Cleanup tip for spilled powder...is it safe?

I know that you are never supposed to use a vacuum cleaner to clean up spilled powder. However, I sometimes get small ammounts of powder that rolls into small cracks and seams in the wood on my reloading bench that can only be removed with a vacuum.

Here is what I am doing. I used a lady’s kneehigh stocking as a filter to trap the powder residue in the hose. I inserted the kneehigh into the shop vac hose and folded the open end of the kneehigh back over the cuff of the shop vac hose. I then slipped the vaccum crevis nozzle onto the hose cuff which locked the stocking in place. I then vacuumed out the cracks and crevises on my bench top. Then I removed the nozzle and took out the stocking with the powder residue trapped inside. I took the stocking outdoors and turned inside out and scattered the powder residue to the winds so it can fertilize my lawn. I am quite sure that none if the powder got past the stocking so I am not accumulating a fire hazzard in by shop vac.

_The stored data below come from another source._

impl OpenAPIConverter {
    pub fn new() -> Self {
        OpenAPIConverter::default()
    }

    pub fn convert(&mut self, doc: &OpenAPIDocument) -> ConversionResult {
        self.warnings.clear();
        let definitions = doc.definitions();

        let mut types = Vec::with_capacity(definitions.len());
        let mut kinds = Vec::new();
        for (name, def) in definitions {
            let atom = self.definition_atom(name, def, definitions, 0);
            types.push(TypeDef::new(name.clone(), atom));
            for gvk in &def.x_kubernetes_group_version_kind {
                kinds.push((gvk.clone(), name.clone()));
            }
        }
        debug!(
            types = types.len(),
            kinds = kinds.len(),
            warnings = self.warnings.len(),
            "converted OpenAPI definitions"
        );

        ConversionResult {
            types,
            kinds,
            warnings: std::mem::take(&mut self.warnings),
        }
    }

    /// A definition that only points at another one is a copy of it.
    fn definition_atom(
        &mut self,
        name: &str,
        def: &SchemaObject,
        definitions: &BTreeMap<String, SchemaObject>,
        depth: usize,
    ) -> Atom {
        let def = flatten(def);
        if !def.is_pure_ref() || def.is_int_or_string() {
            return self.atom(&def, definitions, name);
        }
        let target = def.ref_path.as_deref().map(ref_type_name).unwrap_or_default();
        match definitions.get(target) {
            Some(_) if depth >= definitions.len() => {
                self.add_warning(name, "reference cycle between definitions");
                Atom::Untyped(ElementRelationship::Separable)
            }
            Some(resolved) => self.definition_atom(name, resolved, definitions, depth + 1),
            None => {
                self.add_warning(name, &format!("reference to undefined type {:?}", target));
                Atom::Untyped(ElementRelationship::Separable)
            }
        }
    }

    fn type_ref(
        &mut self,
        schema: &SchemaObject,
        definitions: &BTreeMap<String, SchemaObject>,
        path: &str,
    ) -> TypeRef {
        let schema = flatten(schema);
        if schema.is_int_or_string() {
            return TypeRef::inline(Atom::Scalar(Scalar::Untyped));
        }
        let Some(ref_path) = schema.ref_path.as_deref() else {
            return TypeRef::inline(self.atom(&schema, definitions, path));
        };

        let name = ref_type_name(ref_path);
        if !definitions.contains_key(name) {
            self.add_warning(path, &format!("reference to undefined type {:?}", name));
            return TypeRef::named(UNTYPED_DEDUCED);
        }
        // A reference site may narrow the referenced type to atomic.
        let overridden = match (
            schema.x_kubernetes_map_type.as_deref(),
            schema.x_kubernetes_list_type.as_deref(),
        ) {
            (Some("atomic"), _) | (_, Some("atomic")) => Some(ElementRelationship::Atomic),
            (Some("granular"), _) => Some(ElementRelationship::Separable),
            _ => None,
        };
        match overridden {
            Some(er) => TypeRef::named(name).with_element_relationship(er),
            None => TypeRef::named(name),
        }
    }

    fn atom(
        &mut self,
        schema: &SchemaObject,
        definitions: &BTreeMap<String, SchemaObject>,
        path: &str,
    ) -> Atom {
        if schema.is_int_or_string() {
            return Atom::Scalar(Scalar::Untyped);
        }

        match schema.schema_type.as_deref().unwrap_or("") {
            "string" => Atom::Scalar(Scalar::String),
            "integer" | "number" => Atom::Scalar(Scalar::Numeric),
            "boolean" => Atom::Scalar(Scalar::Boolean),
            "array" => self.array(schema, definitions, path),
            "object" => self.object(schema, definitions, path),
            "" if !schema.properties.is_empty() || schema.additional_properties.is_some() => {
                self.object(schema, definitions, path)
            }
            "" => Atom::Untyped(self.map_relationship(schema, path)),
            other => {
                self.add_warning(path, &format!("unknown type {:?}", other));
                Atom::Untyped(ElementRelationship::Separable)
            }
        }
    }

    fn array(
        &mut self,
        schema: &SchemaObject,
        definitions: &BTreeMap<String, SchemaObject>,
        path: &str,
    ) -> Atom {
        let element_type = match &schema.items {
            Some(items) => self.type_ref(items, definitions, &format!("{}.items", path)),
            None => TypeRef::named(UNTYPED_ATOMIC),
        };
        let keys = schema.x_kubernetes_list_map_keys.clone().unwrap_or_default();

        let (element_relationship, keys) = match schema.x_kubernetes_list_type.as_deref() {
            Some("atomic") => (ElementRelationship::Atomic, Vec::new()),
            Some("set") => (ElementRelationship::Associative, Vec::new()),
            Some("map") if keys.is_empty() => {
                self.add_warning(path, "list-type map without list-map-keys, treating as atomic");
                (ElementRelationship::Atomic, Vec::new())
            }
            Some("map") => (ElementRelationship::Associative, keys),
            Some(other) => {
                self.add_warning(path, &format!("unknown list-type {:?}", other));
                (ElementRelationship::Atomic, Vec::new())
            }
            None => match (
                schema.x_kubernetes_patch_strategy.as_deref(),
                &schema.x_kubernetes_patch_merge_key,
            ) {
                (Some(strategy), merge_key) if strategy.split(',').any(|s| s == "merge") => {
                    (ElementRelationship::Associative, merge_key.iter().cloned().collect())
                }
                _ => (ElementRelationship::Atomic, Vec::new()),
            },
        };

        Atom::List(List {
            element_type,
            element_relationship,
            keys,
        })
    }

    fn object(
        &mut self,
        schema: &SchemaObject,
        definitions: &BTreeMap<String, SchemaObject>,
        path: &str,
    ) -> Atom {
        let element_relationship = self.map_relationship(schema, path);
        if schema.preserves_unknown_fields() && schema.properties.is_empty() {
            return Atom::Untyped(element_relationship);
        }

        let extra = if schema.preserves_unknown_fields() {
            Some(TypeRef::named(UNTYPED_DEDUCED))
        } else {
            match schema.additional_properties.as_deref() {
                None | Some(AdditionalProperties::Bool(false)) => None,
                Some(AdditionalProperties::Bool(true)) => Some(TypeRef::named(UNTYPED_DEDUCED)),
                Some(AdditionalProperties::Schema(s)) => Some(self.type_ref(
                    s,
                    definitions,
                    &format!("{}.additionalProperties", path),
                )),
            }
        };

        if schema.properties.is_empty() {
            return Atom::Map(SchemaMap {
                element_type: extra.unwrap_or_else(|| TypeRef::named(UNTYPED_DEDUCED)),
                element_relationship,
            });
        }

        let fields = schema
            .properties
            .iter()
            .map(|(name, prop)| {
                let field_path = format!("{}.{}", path, name);
                let field = StructField::new(name.clone(), self.type_ref(prop, definitions, &field_path));
                match property_default(prop) {
                    Some(default) => field.with_default(Value::from(default.clone())),
                    None => field,
                }
            })
            .collect();

        let s = Struct::new(fields).with_element_relationship(element_relationship);
        Atom::Struct(match extra {
            Some(extra) => s.with_element_type(extra),
            None => s,
        })
    }

    fn map_relationship(&mut self, schema: &SchemaObject, path: &str) -> ElementRelationship {
        match schema.x_kubernetes_map_type.as_deref() {
            Some("atomic") => ElementRelationship::Atomic,
            Some("granular") | None => ElementRelationship::Separable,
            Some(other) => {
                self.add_warning(path, &format!("unknown map-type {:?}", other));
                ElementRelationship::Separable
            }
        }
    }

    fn add_warning(&mut self, path: &str, message: &str) {
        self.warnings.push(ConversionWarning {
            path: path.to_string(),
            message: message.to_string(),
        });
    }
}

/// Strips `#/definitions/` or `#/components/schemas/`.
fn ref_type_name(ref_path: &str) -> &str {
    ref_path
        .strip_prefix("#/definitions/")
        .or_else(|| ref_path.strip_prefix("#/components/schemas/"))
        .unwrap_or_else(|| ref_path.rsplit('/').next().unwrap_or(ref_path))
}

/// v3 documents wrap `$ref`s in `allOf` to attach a default to them.
fn property_default(prop: &SchemaObject) -> Option<&serde_json::Value> {
    prop.default
        .as_ref()
        .or_else(|| prop.all_of.iter().find_map(|s| s.default.as_ref()))
}

/// Folds `allOf`, `anyOf` and `oneOf` into a single schema. `allOf`
/// members are absorbed in order; of `anyOf`/`oneOf` only an
/// integer-or-string pair or the first alternative is kept.
fn flatten(schema: &SchemaObject) -> Cow<'_, SchemaObject> {
    if schema.all_of.is_empty() && schema.any_of.is_empty() && schema.one_of.is_empty() {
        return Cow::Borrowed(schema);
    }
    let mut out = schema.clone();
    let all_of = std::mem::take(&mut out.all_of);
    for member in &all_of {
        absorb(&mut out, &flatten(member));
    }

    let alternatives = [std::mem::take(&mut out.any_of), std::mem::take(&mut out.one_of)];
    for group in alternatives.iter().filter(|a| !a.is_empty()) {
        let mut types: Vec<&str> = group
            .iter()
            .filter_map(|s| s.schema_type.as_deref())
            .collect();
        types.sort_unstable();
        if types == ["integer", "string"] {
            out.x_kubernetes_int_or_string = Some(true);
        } else if out.schema_type.is_none() && out.ref_path.is_none() {
            absorb(&mut out, &flatten(&group[0]));
        }
    }
    Cow::Owned(out)
}
//! Testing utilities and harness for the pullgate refresh controller.

pub mod robot;

pub use robot::{GestureRobot, ScrollStub};

pub mod prelude {
    pub use crate::robot::{GestureRobot, ScrollStub};
}
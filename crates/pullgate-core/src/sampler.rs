//! Converts the raw pointer stream into a clean per-gesture sample
//! stream for the classifier.
//!
//! The sampler enforces the single-session rule: exactly one gesture
//! session may be live, a second concurrent pointer aborts it, and an
//! aborted session swallows every later sample of the same physical
//! gesture.

use smallvec::SmallVec;
use std::rc::Rc;

use crate::classifier::GestureClassifier;
use crate::overlay::OverlayRegistry;
use crate::pointer::{PointerEvent, PointerEventKind, PointerId};
use crate::policy::SuppressionPolicy;
use crate::session::GesturePhase;

/// Reads the current vertical offset of the scrollable root.
///
/// Implemented by the host; queried once per gesture, at start.
pub trait ScrollProbe {
    fn vertical_offset(&self) -> f32;
}

pub struct TouchSampler {
    classifier: GestureClassifier,
    overlays: OverlayRegistry,
    scroll: Rc<dyn ScrollProbe>,
    /// Pointers currently down, in arrival order. Two slots inline:
    /// anything past the second finger is already a multi-touch abort.
    active: SmallVec<[PointerId; 2]>,
    gesture_pointer: Option<PointerId>,
}

impl TouchSampler {
    pub fn new(
        classifier: GestureClassifier,
        overlays: OverlayRegistry,
        scroll: Rc<dyn ScrollProbe>,
    ) -> Self {
        Self {
            classifier,
            overlays,
            scroll,
            active: SmallVec::new(),
            gesture_pointer: None,
        }
    }

    pub fn phase(&self) -> GesturePhase {
        self.classifier.phase()
    }

    pub fn handle_event(&mut self, event: &PointerEvent) {
        match event.kind {
            PointerEventKind::Down => self.on_down(event),
            PointerEventKind::Move => self.on_move(event),
            PointerEventKind::Up | PointerEventKind::Cancel => self.on_up(event),
        }
    }

    /// Drops any in-flight session without firing. Used on detach.
    pub fn reset(&mut self) {
        self.classifier.on_abort();
        self.classifier.on_cancel();
        self.active.clear();
        self.gesture_pointer = None;
    }

    fn on_down(&mut self, event: &PointerEvent) {
        if self.active.contains(&event.id) {
            // Unbalanced stream: a pointer went down twice without
            // lifting. Keep the existing session.
            return;
        }
        self.active.push(event.id);
        if self.active.len() > 1 {
            // Transition to multi-touch disqualifies the gesture; the
            // extra pointer never starts a session of its own.
            log::trace!("multi-touch: aborting gesture session");
            self.classifier.on_abort();
            return;
        }
        self.gesture_pointer = Some(event.id);
        let suppressed = match self.classifier.policy().suppression {
            SuppressionPolicy::Snapshot => {
                self.overlays.is_overlay_open() || self.overlays.is_inside_overlay(event.overlay)
            }
            // Left pending; re-evaluated on every move sample.
            SuppressionPolicy::Live => false,
        };
        self.classifier
            .on_start(event.position.y, self.scroll.vertical_offset(), suppressed);
    }

    fn on_move(&mut self, event: &PointerEvent) {
        if self.gesture_pointer != Some(event.id) || self.active.len() != 1 {
            return;
        }
        let overlay_open = match self.classifier.policy().suppression {
            SuppressionPolicy::Live => self.overlays.is_overlay_open(),
            // Never queried per-sample under the snapshot policy.
            SuppressionPolicy::Snapshot => false,
        };
        self.classifier.on_move(event.position.y, overlay_open);
    }

    fn on_up(&mut self, event: &PointerEvent) {
        self.active.retain(|id| *id != event.id);
        if self.gesture_pointer != Some(event.id) {
            return;
        }
        self.gesture_pointer = None;
        match event.kind {
            PointerEventKind::Cancel => self.classifier.on_cancel(),
            _ => self.classifier.on_end(),
        }
    }
}
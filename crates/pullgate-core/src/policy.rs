//! Tunable thresholds separating deliberate refresh gestures from
//! ordinary scrolling and accidental touches.
//!
//! These values are in logical pixels. For very high-density touch
//! screens, consider scaling by the device's DPI factor before
//! constructing the policy.

use web_time::Duration;

/// Initial downward movement ignored before any effective pull
/// accumulates.
///
/// Large enough to swallow finger jitter and the start of a normal
/// scroll, small enough that an intentional pull engages quickly.
pub const DEFAULT_DEAD_ZONE: f32 = 25.0;

/// Effective pull distance at which a release triggers a reload.
pub const DEFAULT_PULL_THRESHOLD: f32 = 95.0;

/// Maximum scroll offset at which a pull gesture can engage. A page
/// that is not at rest near the top is being scrolled, not pulled.
pub const DEFAULT_SCROLL_TOP_MAX: f32 = 2.0;

/// Scale factor applied to post-dead-zone movement, giving the pull a
/// slight resistance feel.
pub const DEFAULT_SENSITIVITY: f32 = 0.5;

/// Ceiling on the published pull distance.
pub const DEFAULT_DISTANCE_CAP: f32 = 100.0;

/// Hold duration for the long-press variant.
pub const DEFAULT_LONG_PRESS_MS: u64 = 1000;

/// When the overlay-open check that suppresses a gesture is evaluated.
#[derive(Clone, Copy, Debug, PartialEq, Eq)]
pub enum SuppressionPolicy {
    /// Checked once at gesture start and held for the gesture's
    /// lifetime. A gesture that starts clean keeps tracking even if an
    /// overlay opens mid-pull; the trigger's final overlay check still
    /// vetoes the reload itself.
    Snapshot,
    /// Re-checked on every sample; an overlay opening mid-gesture
    /// aborts the in-flight session immediately.
    Live,
}

/// Immutable per-deployment gesture tuning.
#[derive(Clone, Copy, Debug)]
pub struct ThresholdPolicy {
    pub dead_zone: f32,
    pub pull_threshold: f32,
    pub scroll_top_max: f32,
    pub sensitivity: f32,
    pub distance_cap: f32,
    /// Hold duration for the long-press sub-detector; `None` disables
    /// it entirely.
    pub long_press: Option<Duration>,
    pub suppression: SuppressionPolicy,
}

impl Default for ThresholdPolicy {
    fn default() -> Self {
        Self {
            dead_zone: DEFAULT_DEAD_ZONE,
            pull_threshold: DEFAULT_PULL_THRESHOLD,
            scroll_top_max: DEFAULT_SCROLL_TOP_MAX,
            sensitivity: DEFAULT_SENSITIVITY,
            distance_cap: DEFAULT_DISTANCE_CAP,
            long_press: None,
            suppression: SuppressionPolicy::Snapshot,
        }
    }
}

impl ThresholdPolicy {
    /// Enables the long-press sub-detector with the default hold time.
    pub fn with_long_press(mut self) -> Self {
        self.long_press = Some(Duration::from_millis(DEFAULT_LONG_PRESS_MS));
        self
    }

    /// Effective pull distance for a raw downward movement.
    ///
    /// Movement inside the dead zone yields exactly 0; beyond it the
    /// distance grows linearly with `sensitivity` until it saturates
    /// at `distance_cap`. Never negative.
    pub fn effective_distance(&self, delta_y: f32) -> f32 {
        if delta_y <= self.dead_zone {
            return 0.0;
        }
        ((delta_y - self.dead_zone) * self.sensitivity).min(self.distance_cap)
    }
}
//! Attach/detach lifecycle: idempotence, scoped listener and timer
//! release, and teardown from arbitrary states.

use std::rc::Rc;

use pullgate_core::{
    InputRoot, OverlayRegistry, RefreshController, ScrollProbe, ThresholdPolicy,
};
use pullgate_testing::{GestureRobot, ScrollStub};

#[test]
fn attach_is_idempotent() {
    let robot = GestureRobot::new(ThresholdPolicy::default());
    assert_eq!(robot.root().handler_count(), 1);

    robot.controller().attach(robot.root());
    robot.controller().attach(robot.root());
    assert_eq!(robot.root().handler_count(), 1);

    // Still exactly one sampler behind the root: one pull, one reload.
    robot.pull(225.0);
    assert_eq!(robot.reload_count(), 1);
}

#[test]
fn detach_removes_the_capture_handler() {
    let robot = GestureRobot::new(ThresholdPolicy::default());
    robot.controller().detach();
    assert_eq!(robot.root().handler_count(), 0);
    assert!(!robot.controller().is_attached());

    robot.pull(225.0);
    assert_eq!(robot.reload_count(), 0);
}

#[test]
fn detach_is_safe_to_repeat_from_any_state() {
    let robot = GestureRobot::new(ThresholdPolicy::default());
    robot.controller().detach();
    robot.controller().detach();

    let detached = RefreshController::new(
        ThresholdPolicy::default(),
        OverlayRegistry::new(),
        Rc::new(ScrollStub::default()) as Rc<dyn ScrollProbe>,
        || {},
    );
    // Never attached at all.
    detached.detach();
}

#[test]
fn detach_mid_gesture_drops_the_session_without_firing() {
    let robot = GestureRobot::new(ThresholdPolicy::default());
    robot.touch_down(40.0, 0.0);
    robot.touch_move(40.0, 225.0);
    assert_eq!(robot.pull_distance(), 100.0);

    robot.controller().detach();
    assert_eq!(robot.pull_distance(), 0.0);
    assert_eq!(robot.reload_count(), 0);
}

#[test]
fn detach_clears_an_armed_hold_timer() {
    let robot = GestureRobot::new(ThresholdPolicy::default().with_long_press());
    robot.mouse_down(100.0, 100.0);
    assert!(robot.controller().next_deadline().is_some());

    robot.controller().detach();
    assert!(robot.controller().next_deadline().is_none());
    assert!(!robot.advance_ms(5000));
    assert_eq!(robot.reload_count(), 0);
}

#[test]
fn reattach_after_detach_resumes_gesture_detection() {
    let robot = GestureRobot::new(ThresholdPolicy::default());
    robot.controller().detach();
    robot.controller().attach(robot.root());

    robot.pull(225.0);
    assert_eq!(robot.reload_count(), 1);
}

#[test]
fn dropping_the_controller_releases_its_handler() {
    let root = InputRoot::new();
    {
        let controller = RefreshController::new(
            ThresholdPolicy::default(),
            OverlayRegistry::new(),
            Rc::new(ScrollStub::default()) as Rc<dyn ScrollProbe>,
            || {},
        );
        controller.attach(&root);
        assert_eq!(root.handler_count(), 1);
    }
    assert_eq!(root.handler_count(), 0);
}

All of the powder granules (flakes, sperical balls, or cylindrical granules)seem much larger than the mesh of the stocking so I am fairly confident that nothing significant is getting through.

Do you guys think this is a safe procedure or am I going to make the 11 o’clock news when my shop vac blows up?

I use a vac or a little cheapo paint brush. The volume inside the vac is so huge compared to the tiny amount of powder in there, I don’t see a problem.

Your vacuum won’t blow up.
The worst that could happen is a fire. Just don’t shove the vacuum into the closet right away so you’ll know if something is smoldering.

I have been using a stock Dustbuster for over a year now. Nothing has blown up or caught fire on me yet.

Noone uses compressed air to just blow it onto the floor for sweeping later?

Is that because you smoke while reloading and just ash onto the floor? :stuck_out_tongue:

what kind of powder are we talking about here?